Saturday, July 6, 2019

Retrospective #140: Peanuts, My Nemesis

My name is Dan, and I am a peanut addict. I love peanuts. I am addicted to peanuts, or at least I used to be. I once gave them up (briefly), but I have since caved and eat them opportunistically…for example, at a cocktail party or reception, or when they are on sale at the supermarket (which is often, LOL). Why is another story, and the subject of another column – for someone who has a better understanding of the very complex questions of why we eat and what we eat. But for this humble blogger, I will just tell you why I have concluded that I shouldn’t eat peanuts.

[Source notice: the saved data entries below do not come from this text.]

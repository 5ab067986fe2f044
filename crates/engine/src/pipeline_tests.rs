use super::*;
use crate::config::ExecutorConfig;
use mf_adapters::fakes::FakeMessageClient;
use mf_adapters::{CompletionResponse, Logger, StopReason};
use mf_core::{FakeClock, PipelineDefinition, PipelineRun, PipelineRunId, PipelineTrigger};
use parking_lot::Mutex;
use std::sync::Arc;
use std::time::Duration;

async fn skills_dir(names: &[&str]) -> tempfile::TempDir {
    let dir = tempfile::tempdir().unwrap();
    for name in names {
        tokio::fs::write(dir.path().join(format!("{name}.md")), format!("Prompt for {name}.")).await.unwrap();
    }
    dir
}

fn engine(
    ws_root: &std::path::Path,
    skills_root: &std::path::Path,
    client: Arc<FakeMessageClient>,
) -> PipelineEngine<FakeClock> {
    let workspace = mf_workspace::Workspace::new(ws_root);
    let executor = Arc::new(AgentExecutor::new(
        workspace.clone(),
        mf_adapters::SkillRegistry::new(skills_root),
        client,
        FakeClock::new(),
        Logger::new(),
        ExecutorConfig { retry_delay_ms: 1, ..ExecutorConfig::default() },
    ));
    PipelineEngine::new(workspace, executor, FakeClock::new(), PipelineConfig::default())
}

fn definition(id: &str, steps: Vec<PipelineStep>) -> PipelineDefinition {
    PipelineDefinition {
        id: id.to_string(),
        name: id.to_string(),
        description: String::new(),
        steps,
        default_priority: Priority::P2,
        trigger: PipelineTrigger::Manual,
    }
}

fn fresh_run(pipeline_id: &str) -> PipelineRun {
    PipelineRun::new(PipelineRunId::new(), pipeline_id, None, 0)
}

#[tokio::test]
async fn three_step_sequential_pipeline_completes() {
    let ws_dir = tempfile::tempdir().unwrap();
    let skills = skills_dir(&["content-strategy", "copywriting", "copy-editing"]).await;
    let client = Arc::new(FakeMessageClient::with_responses(vec![CompletionResponse {
        content: "draft".to_string(),
        input_tokens: 100,
        output_tokens: 200,
        stop_reason: StopReason::EndTurn,
    }]));
    let engine = engine(ws_dir.path(), skills.path(), client.clone());

    let def = definition(
        "content-sequence",
        vec![
            PipelineStep::Sequential { skill: "content-strategy".to_string() },
            PipelineStep::Sequential { skill: "copywriting".to_string() },
            PipelineStep::Sequential { skill: "copy-editing".to_string() },
        ],
    );
    let run = fresh_run("content-sequence");

    let result = engine.execute(&def, run, PipelineRunConfig::default()).await;

    assert_eq!(result.status, PipelineStatus::Completed);
    assert_eq!(client.call_count(), 3);
    assert_eq!(result.run.task_ids.len(), 3);
    assert_eq!(result.tokens_used.input, 300);
    assert_eq!(result.tokens_used.output, 600);
    assert_eq!(result.tokens_used.total(), 900);

    let second_task_id = &result.run.task_ids[1];
    let second_task = mf_workspace::Workspace::new(ws_dir.path())
        .read_task(&mf_core::TaskId::from_string(second_task_id))
        .await
        .unwrap();
    assert!(second_task.inputs.iter().any(|i| i.path.starts_with("outputs/strategy/content-strategy/")));
}

#[tokio::test]
async fn parallel_step_respects_concurrency_cap_and_preserves_order() {
    let ws_dir = tempfile::tempdir().unwrap();
    let skills = skills_dir(&["copywriting", "email-sequence", "social-content", "paid-ads"]).await;
    let client = Arc::new(FakeMessageClient::new().with_delay(Duration::from_millis(40)));
    let engine = engine(ws_dir.path(), skills.path(), client.clone());

    let def = definition(
        "multi-channel",
        vec![PipelineStep::Parallel {
            skills: vec![
                "copywriting".to_string(),
                "email-sequence".to_string(),
                "social-content".to_string(),
                "paid-ads".to_string(),
            ],
        }],
    );
    let run = fresh_run("multi-channel");
    let config = PipelineRunConfig { max_concurrency: Some(2), ..PipelineRunConfig::default() };

    let result = engine.execute(&def, run, config).await;

    assert_eq!(result.status, PipelineStatus::Completed);
    assert!(client.max_in_flight() <= 2);
    assert_eq!(result.run.task_ids.len(), 4);
    let step = &result.step_results[0];
    assert_eq!(step.output_paths.len(), 4);
    assert!(step.output_paths[0].contains("copywriting"));
    assert!(step.output_paths[1].contains("email-sequence"));
    assert!(step.output_paths[2].contains("social-content"));
    assert!(step.output_paths[3].contains("paid-ads"));
}

#[tokio::test]
async fn review_step_pauses_and_resumes() {
    let ws_dir = tempfile::tempdir().unwrap();
    let skills = skills_dir(&["content-strategy", "copywriting", "copy-editing"]).await;
    let client = Arc::new(FakeMessageClient::new());
    let engine = engine(ws_dir.path(), skills.path(), client.clone());

    let def = definition(
        "reviewed-sequence",
        vec![
            PipelineStep::Sequential { skill: "content-strategy".to_string() },
            PipelineStep::Sequential { skill: "copywriting".to_string() },
            PipelineStep::Review { reviewer: "director".to_string() },
            PipelineStep::Sequential { skill: "copy-editing".to_string() },
        ],
    );
    let run = fresh_run("reviewed-sequence");

    let first = engine.execute(&def, run, PipelineRunConfig::default()).await;
    assert_eq!(first.status, PipelineStatus::Paused);
    assert_eq!(first.run.current_step_index, 2);
    assert!(first.run.completed_at_ms.is_none());
    assert_eq!(first.error.unwrap().code(), "PAUSED_FOR_REVIEW");
    assert_eq!(client.call_count(), 2);

    let resumed_inputs = first.step_results.last().unwrap().output_paths.clone();
    let resume_config = PipelineRunConfig { initial_input_paths: resumed_inputs, ..PipelineRunConfig::default() };
    let second = engine.execute(&def, first.run, resume_config).await;

    assert_eq!(second.status, PipelineStatus::Completed);
    assert_eq!(second.run.status, PipelineRunStatus::Completed);
    assert_eq!(client.call_count(), 3);
    assert_eq!(second.step_results.len(), 1);
}

#[tokio::test]
async fn trailing_review_as_last_step_completes_with_no_extra_work() {
    let ws_dir = tempfile::tempdir().unwrap();
    let skills = skills_dir(&["content-strategy"]).await;
    let client = Arc::new(FakeMessageClient::new());
    let engine = engine(ws_dir.path(), skills.path(), client.clone());

    let def = definition(
        "trailing-review",
        vec![
            PipelineStep::Sequential { skill: "content-strategy".to_string() },
            PipelineStep::Review { reviewer: "director".to_string() },
        ],
    );
    let run = fresh_run("trailing-review");

    let first = engine.execute(&def, run, PipelineRunConfig::default()).await;
    assert_eq!(first.status, PipelineStatus::Paused);

    let second = engine.execute(&def, first.run, PipelineRunConfig::default()).await;
    assert_eq!(second.status, PipelineStatus::Completed);
    assert!(second.step_results.is_empty());
    assert_eq!(client.call_count(), 1);
}

#[tokio::test]
async fn already_running_status_is_rejected_without_mutating_run() {
    let ws_dir = tempfile::tempdir().unwrap();
    let skills = skills_dir(&["content-strategy"]).await;
    let client = Arc::new(FakeMessageClient::new());
    let engine = engine(ws_dir.path(), skills.path(), client);

    let def = definition("x", vec![PipelineStep::Sequential { skill: "content-strategy".to_string() }]);
    let mut run = fresh_run("x");
    run.status = PipelineRunStatus::Running;

    let result = engine.execute(&def, run.clone(), PipelineRunConfig::default()).await;
    assert_eq!(result.status, PipelineStatus::Failed);
    assert_eq!(result.error.unwrap().code(), "ALREADY_RUNNING");
    assert_eq!(result.run.status, run.status);
    assert_eq!(result.run.current_step_index, run.current_step_index);
}

#[tokio::test]
async fn empty_steps_fails_the_run() {
    let ws_dir = tempfile::tempdir().unwrap();
    let skills = skills_dir(&[]).await;
    let client = Arc::new(FakeMessageClient::new());
    let engine = engine(ws_dir.path(), skills.path(), client);

    let def = definition("empty", Vec::new());
    let run = fresh_run("empty");

    let result = engine.execute(&def, run, PipelineRunConfig::default()).await;
    assert_eq!(result.status, PipelineStatus::Failed);
    assert_eq!(result.error.unwrap().code(), "NO_STEPS");
    assert_eq!(result.run.status, PipelineRunStatus::Failed);
    assert!(result.run.completed_at_ms.is_some());
}

#[tokio::test]
async fn sequential_step_failure_fails_the_run_and_stops() {
    let ws_dir = tempfile::tempdir().unwrap();
    let skills = skills_dir(&["content-strategy", "copywriting"]).await;
    let client = Arc::new(FakeMessageClient::new());
    client.fail_always(mf_adapters::ExecError::ResponseEmpty);
    let engine = engine(ws_dir.path(), skills.path(), client.clone());

    let def = definition(
        "will-fail",
        vec![
            PipelineStep::Sequential { skill: "content-strategy".to_string() },
            PipelineStep::Sequential { skill: "copywriting".to_string() },
        ],
    );
    let run = fresh_run("will-fail");

    let result = engine.execute(&def, run, PipelineRunConfig::default()).await;
    assert_eq!(result.status, PipelineStatus::Failed);
    assert_eq!(result.run.status, PipelineRunStatus::Failed);
    assert_eq!(client.call_count(), 1);
    assert_eq!(result.run.task_ids.len(), 1);
}

#[tokio::test]
async fn step_complete_callback_fires_for_successful_steps_only() {
    let ws_dir = tempfile::tempdir().unwrap();
    let skills = skills_dir(&["content-strategy"]).await;
    let client = Arc::new(FakeMessageClient::new());
    let engine = engine(ws_dir.path(), skills.path(), client);

    let def = definition("single", vec![PipelineStep::Sequential { skill: "content-strategy".to_string() }]);
    let run = fresh_run("single");

    let seen = Arc::new(Mutex::new(Vec::new()));
    let seen_clone = seen.clone();
    let config = PipelineRunConfig {
        on_step_complete: Some(Box::new(move |result: &StepResult| {
            seen_clone.lock().push(result.label.clone());
        })),
        ..PipelineRunConfig::default()
    };

    let result = engine.execute(&def, run, config).await;
    assert_eq!(result.status, PipelineStatus::Completed);
    assert_eq!(*seen.lock(), vec!["content-strategy".to_string()]);
}

#[tokio::test]
async fn status_change_callback_fires_on_failure_after_completed_at_is_set() {
    let ws_dir = tempfile::tempdir().unwrap();
    let skills = skills_dir(&["content-strategy"]).await;
    let client = Arc::new(FakeMessageClient::new());
    client.fail_always(mf_adapters::ExecError::ResponseEmpty);
    let engine = engine(ws_dir.path(), skills.path(), client);

    let def = definition("will-fail", vec![PipelineStep::Sequential { skill: "content-strategy".to_string() }]);
    let run = fresh_run("will-fail");

    let seen = Arc::new(Mutex::new(Vec::new()));
    let seen_clone = seen.clone();
    let config = PipelineRunConfig {
        on_status_change: Some(Box::new(move |status: PipelineRunStatus| {
            seen_clone.lock().push(status);
        })),
        ..PipelineRunConfig::default()
    };

    let result = engine.execute(&def, run, config).await;
    assert_eq!(result.status, PipelineStatus::Failed);
    assert!(result.run.completed_at_ms.is_some());
    assert_eq!(*seen.lock(), vec![PipelineRunStatus::Running, PipelineRunStatus::Failed]);
}

#[tokio::test]
async fn status_change_callback_fires_on_pause_for_review() {
    let ws_dir = tempfile::tempdir().unwrap();
    let skills = skills_dir(&[]).await;
    let client = Arc::new(FakeMessageClient::new());
    let engine = engine(ws_dir.path(), skills.path(), client);

    let def = definition("with-review", vec![PipelineStep::Review { reviewer: "director".to_string() }]);
    let run = fresh_run("with-review");

    let seen = Arc::new(Mutex::new(Vec::new()));
    let seen_clone = seen.clone();
    let config = PipelineRunConfig {
        on_status_change: Some(Box::new(move |status: PipelineRunStatus| {
            seen_clone.lock().push(status);
        })),
        ..PipelineRunConfig::default()
    };

    let result = engine.execute(&def, run, config).await;
    assert_eq!(result.status, PipelineStatus::Paused);
    assert_eq!(*seen.lock(), vec![PipelineRunStatus::Running, PipelineRunStatus::Paused]);
}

For the irregular reader, I am a 78-year old, 33-year Type 2 diabetic who eats a Very Low Carb Ketogenic Diet (VLCKD) for weight loss and blood glucose control. I am Carbohydrate Intolerant. I treat my broken glucose metabolism just with minimal oral diabetes medications (Metformin). I also eat this way because I can do it without hunger, and greatly improved blood pressure (with weight loss) and blood lipids, especially HDL and triglycerides.
I have been trying to stop eating peanuts for years. So, now that my body is “happy” with the way I eat and what I eat, I have tried to stop eating peanuts again. The page references below are all from a good book, “Perfect Health Diet,” by Paul and Shou-Ching Jaminet, that I recommend for Paleo nutrition principles and practices: I do not recommend this book for its approach to eating for Type 2 diabetics. They have, sadly, missed the mark there.
First of all, peanuts are not nuts; they are legumes. Peanuts grow in the ground, not in trees. The peanut plant grows above ground with a pea-like flower. The long flower stalk then bends to the ground and continues to grow. The mature fruit develops there into a legume pod, the peanut, containing 1 to 4 dry seeds. Other common above-ground legumes include soybeans, fava, kidney, pinto, garbanzo, and lima beans, black-eyed peas, lentils, sweet peas and green beans. As a Type 2 diabetic, with the exception of young green beans, I try to avoid them all.
Legumes are “almost grains” (pg. 209),” just as dangerous as grains when eaten raw and still risky after cooking.” They are on the short list of “DO NOT EAT” foods (pg. xix): grains and cereals, sugars, beans and peanuts, and Omega-6-rich vegetable seed oils (soybean oil, corn oil, safflower oil, peanut oil, and canola oil). It gets a grade of “F” (pg. 172) in the list of “The Best Plant Food Energy Sources,” listed after wheat, corn and other grains.
The Jaminets say, “Many legumes are highly toxic in their raw state: raw kidney beans at 1% of diet can kill rats in two weeks.” “Legumes are toxicologically similar to grains. Like grains, they are eaten by herbivores and have developed toxins against mammals, including humans.” Plants can’t run away from grazing animals, so toxins are their defense system. Of course, ruminants circumvent the plant’s defense with their four-compartment stomach.
The Jaminets “sample of known toxicity effects from legumes: 1) leaky gut, bad digestion, diarrhea, bloating; 2) retarded body growth and shrinkage of organs; and 3) heart disease and tendon damage.” “Leaky gut allowed bacteria and toxins to enter the body, block production of stomach acid and thus prevent proper digestion of proteins. In the gut, the kidney bean lectin PHA induced immature gut cells that were easily exploited by diarrhea-inducing bacteria such as E. coli” (pg. 210). “Feeding rats the alpha-amylase inhibitor found in kidney beans leads to extreme gut bloating,” which lead occasionally to a ruptured intestine.” It gets worse from there. Read Chapter 20.
“Many legume toxins can be destroyed with overnight soaking and thorough cooking, but not all.” “Traditional cuisines that make heavy use of legumes, such as Indian cuisine, used very long cooking times as well as lengthy detoxification methods – overnight soaking, sprouting, and fermentation. Even with such methods, not all toxins are removed. But at the hasty pace of modern lives, few people soak their beans overnight or cook them for hours.
“Peanut and soybean allergies are among the most common allergies” (pg. 212). “People with celiac disease who aren’t healed by removal of wheat often turn out to have antibodies to soybeans or other legumes and need to remove legumes from their diet as well.” “Significantly raised antibody titres were found in the coeliac group…” The Jaminets’ conclusion: “(W)e believe there is little reward and much risk to eating toxin-rich legumes such as beans and peanuts. The only legumes we eat are peas and green beans.” I concur. Now, I just need to comply.